Counties: Yamhill, Multnomah
Group: Neighbors Talking to Neighbors
Interviewer: Ryan White
Interviews: Session #1 – November 19th, 2011, Session #2 – December 17th, 2011

In 1994, Janice founded the McMinnville­-based human dignity group, Neighbors Talking to Neighbors, to organize Yamhill county residents in opposition to the anti­-gay Ballot Measure 13. Janice joined the ROP Board of Directors in the Spring of 1995, and served as Board Chair from June 1995 through January 1998.

Interview Summary: In this interview, Janice describes the political and social landscape of her home state of Minnesota, family influences, her early decisions around schooling, and her first experiences with rural organizing while working in “outstate” Minnesota at a state energy agency (which included working alongside the late US Senator Paul Wellstone before he became Senator). She discusses coming out as a lesbian in her early 20s, and her decision to move to Oregon in the early 1990s.

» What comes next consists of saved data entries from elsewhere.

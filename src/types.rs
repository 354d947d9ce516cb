use serde::Serialize;
use std::str::FromStr;

// ---------------------------------------------------------------------------
// Run settings
// ---------------------------------------------------------------------------

/// Which flavour of the report to produce. Variants share the pipeline and
/// differ only in thresholds, labels and optional fields.
#[derive(Debug, Clone, Copy, PartialEq, Eq, Serialize)]
#[serde(rename_all = "lowercase")]
pub enum Variant {
    Basic,
    Enterprise,
    Ai,
}

impl std::fmt::Display for Variant {
    fn fmt(&self, f: &mut std::fmt::Formatter<'_>) -> std::fmt::Result {
        let s = match self {
            Variant::Basic => "basic",
            Variant::Enterprise => "enterprise",
            Variant::Ai => "ai",
        };
        write!(f, "{s}")
    }
}

impl FromStr for Variant {
    type Err = String;

    fn from_str(s: &str) -> Result<Self, Self::Err> {
        match s.trim().to_lowercase().as_str() {
            "basic" => Ok(Variant::Basic),
            "enterprise" => Ok(Variant::Enterprise),
            "ai" => Ok(Variant::Ai),
            other => Err(format!(
                "unknown variant '{other}' (expected basic, enterprise or ai)"
            )),
        }
    }
}

#[derive(Debug, Clone, Copy, PartialEq, Eq, Serialize)]
#[serde(rename_all = "kebab-case")]
pub enum Strategy {
    Balanced,
    Growth,
    StrictProfit,
}

impl Strategy {
    /// Multiplier applied to the breakeven ROAS before comparing.
    /// Below 1.0 makes Scale easier to reach, above 1.0 harder.
    pub fn threshold_multiplier(self) -> f64 {
        match self {
            Strategy::Growth => 0.8,
            Strategy::Balanced => 1.0,
            Strategy::StrictProfit => 1.2,
        }
    }
}

impl std::fmt::Display for Strategy {
    fn fmt(&self, f: &mut std::fmt::Formatter<'_>) -> std::fmt::Result {
        let s = match self {
            Strategy::Balanced => "Balanced",
            Strategy::Growth => "Growth",
            Strategy::StrictProfit => "Strict Profit",
        };
        write!(f, "{s}")
    }
}

impl FromStr for Strategy {
    type Err = String;

    fn from_str(s: &str) -> Result<Self, Self::Err> {
        let norm: String = s
            .trim()
            .to_lowercase()
            .chars()
            .filter(|c| c.is_ascii_alphanumeric())
            .collect();
        match norm.as_str() {
            "balanced" => Ok(Strategy::Balanced),
            "growth" => Ok(Strategy::Growth),
            "strictprofit" | "strict" => Ok(Strategy::StrictProfit),
            _ => Err(format!(
                "unknown strategy '{s}' (expected balanced, growth or strict-profit)"
            )),
        }
    }
}

// ---------------------------------------------------------------------------
// Action labels
// ---------------------------------------------------------------------------

#[derive(Debug, Clone, Copy, PartialEq, Eq, Hash, Serialize)]
pub enum ActionLabel {
    Scale,
    Harvest,
    Watch,
    Negative,
    Loss,
    #[serde(rename = "High Potential")]
    HighPotential,
    #[serde(rename = "Low Potential")]
    LowPotential,
    Neutral,
}

impl ActionLabel {
    pub const ALL: [ActionLabel; 8] = [
        ActionLabel::Scale,
        ActionLabel::Harvest,
        ActionLabel::Watch,
        ActionLabel::Negative,
        ActionLabel::Loss,
        ActionLabel::HighPotential,
        ActionLabel::LowPotential,
        ActionLabel::Neutral,
    ];

    /// Rows that earn a new exact keyword and count toward the scale pool.
    pub fn is_scale(self) -> bool {
        matches!(self, ActionLabel::Scale | ActionLabel::HighPotential)
    }

    /// Rows that earn a negative keyword and count toward the waste pool.
    pub fn is_negative(self) -> bool {
        self == ActionLabel::Negative
    }

    /// Rows that converted but fell short of the breakeven threshold.
    pub fn is_harvest(self) -> bool {
        matches!(self, ActionLabel::Harvest | ActionLabel::LowPotential)
    }
}

impl std::fmt::Display for ActionLabel {
    fn fmt(&self, f: &mut std::fmt::Formatter<'_>) -> std::fmt::Result {
        let s = match self {
            ActionLabel::Scale => "Scale",
            ActionLabel::Harvest => "Harvest",
            ActionLabel::Watch => "Watch",
            ActionLabel::Negative => "Negative",
            ActionLabel::Loss => "Loss",
            ActionLabel::HighPotential => "High Potential",
            ActionLabel::LowPotential => "Low Potential",
            ActionLabel::Neutral => "Neutral",
        };
        write!(f, "{s}")
    }
}

// ---------------------------------------------------------------------------
// Input rows
// ---------------------------------------------------------------------------

/// One search term row after column resolution and metric derivation.
#[derive(Debug, Clone, PartialEq)]
pub struct SearchTermRecord {
    pub search_term: String,
    pub sku: Option<String>,
    pub spend: f64,
    pub sales: f64,
    pub clicks: f64,
    pub impressions: f64,
    pub orders: f64,
    pub roas: f64,
    pub acos: f64,
    pub cpc: f64,
    pub ctr: f64,
    pub confidence: f64,
    /// Set only in profit mode, and only when the SKU joined a cost record.
    pub profit: Option<f64>,
    pub break_even_acos: Option<f64>,
}

#[derive(Debug, Clone, PartialEq)]
pub struct CostRecord {
    pub sku: String,
    pub product_cost: f64,
    pub amazon_fees: f64,
    pub shipping: f64,
    pub selling_price: f64,
}

impl CostRecord {
    pub fn total_cost(&self) -> f64 {
        self.product_cost + self.amazon_fees + self.shipping
    }

    pub fn profit_per_unit(&self) -> f64 {
        self.selling_price - self.total_cost()
    }

    /// Margin share of the selling price; falls back to `target_acos` when
    /// there is no usable price.
    pub fn break_even_acos(&self, target_acos: f64) -> f64 {
        if self.selling_price > 0.0 {
            self.profit_per_unit() / self.selling_price
        } else {
            target_acos
        }
    }
}

#[derive(Debug, Clone, Copy, PartialEq)]
pub struct BusinessRevenueSummary {
    pub total_revenue: f64,
}

/// A search term with its action and, where one applies, a suggested bid.
#[derive(Debug, Clone, PartialEq)]
pub struct ClassifiedTerm {
    pub record: SearchTermRecord,
    pub action: ActionLabel,
    pub bid: Option<f64>,
}

// ---------------------------------------------------------------------------
// Bulk upload records
// ---------------------------------------------------------------------------

#[derive(Debug, Clone, Copy, PartialEq, Eq)]
pub enum RecordType {
    Campaign,
    AdGroup,
    Keyword,
    NegativeKeyword,
}

impl std::fmt::Display for RecordType {
    fn fmt(&self, f: &mut std::fmt::Formatter<'_>) -> std::fmt::Result {
        let s = match self {
            RecordType::Campaign => "Campaign",
            RecordType::AdGroup => "Ad Group",
            RecordType::Keyword => "Keyword",
            RecordType::NegativeKeyword => "Negative Keyword",
        };
        write!(f, "{s}")
    }
}

#[derive(Debug, Clone, Copy, PartialEq, Eq)]
pub enum MatchType {
    Exact,
    NegativeExact,
}

impl std::fmt::Display for MatchType {
    fn fmt(&self, f: &mut std::fmt::Formatter<'_>) -> std::fmt::Result {
        match self {
            MatchType::Exact => write!(f, "Exact"),
            MatchType::NegativeExact => write!(f, "Negative Exact"),
        }
    }
}

/// Flat row of the bulk upload sheet. Which fields are set depends on
/// `record_type`; the rest serialize as empty cells.
#[derive(Debug, Clone, PartialEq)]
pub struct BulkRecord {
    pub record_type: RecordType,
    pub campaign: String,
    pub ad_group: Option<String>,
    pub keyword_text: Option<String>,
    pub match_type: Option<MatchType>,
    pub bid: Option<f64>,
    pub state: String,
    pub daily_budget: Option<f64>,
}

Janice shares why and how she started Neighbors Talking to Neighbors (a McMinnville­-based human dignity group), NTTN’s various activities, and the early support she found from Marcy/ROP. Remembering her time on the ROP Board, Janice recalls helping to set up ROP’s basic organizational systems, structures, policies and a board meeting format that included an educational component and learning from host human dignity groups. She talks in detail about the reasons for and process of developing ROP’s “Democracy Grid,” and touches on ROP’s 1995 “Enough is Enough” civic engagement campaign ­ both of which, she viewed as being an important element in ROP’s switch to a more proactive vs. reactive stance. Janice describes her decision to move to Portland and taking a job with the Oregon Working Group for Campaign Finance Reform, even though a Portland address meant leaving the ROP board. She discusses her continued involvement with ROP as part of that new job and reflects on what she learned through (and how her later steps were influenced by) her experience with ROP.

 

Janice Thompson – Why we needed the Democracy Grid

How a simple, one-page tool helped ROP live in to its identity as a multi-issue organization.

Janice Thompson – Creating the Democracy Grid

How ROP Board Member Janice Thopmson’s school teacher sensibilities proved so useful in coming up with one of ROP’s signature organizing tools.

Janice Thompson – Discovering the Grid’s limitations

ROP’s Democracy Grid is a tool for analyzing issues against the core tenets of Democracy. But how useful is the Grid in communities that have been systematically excluded from our nation’s “Democracy”?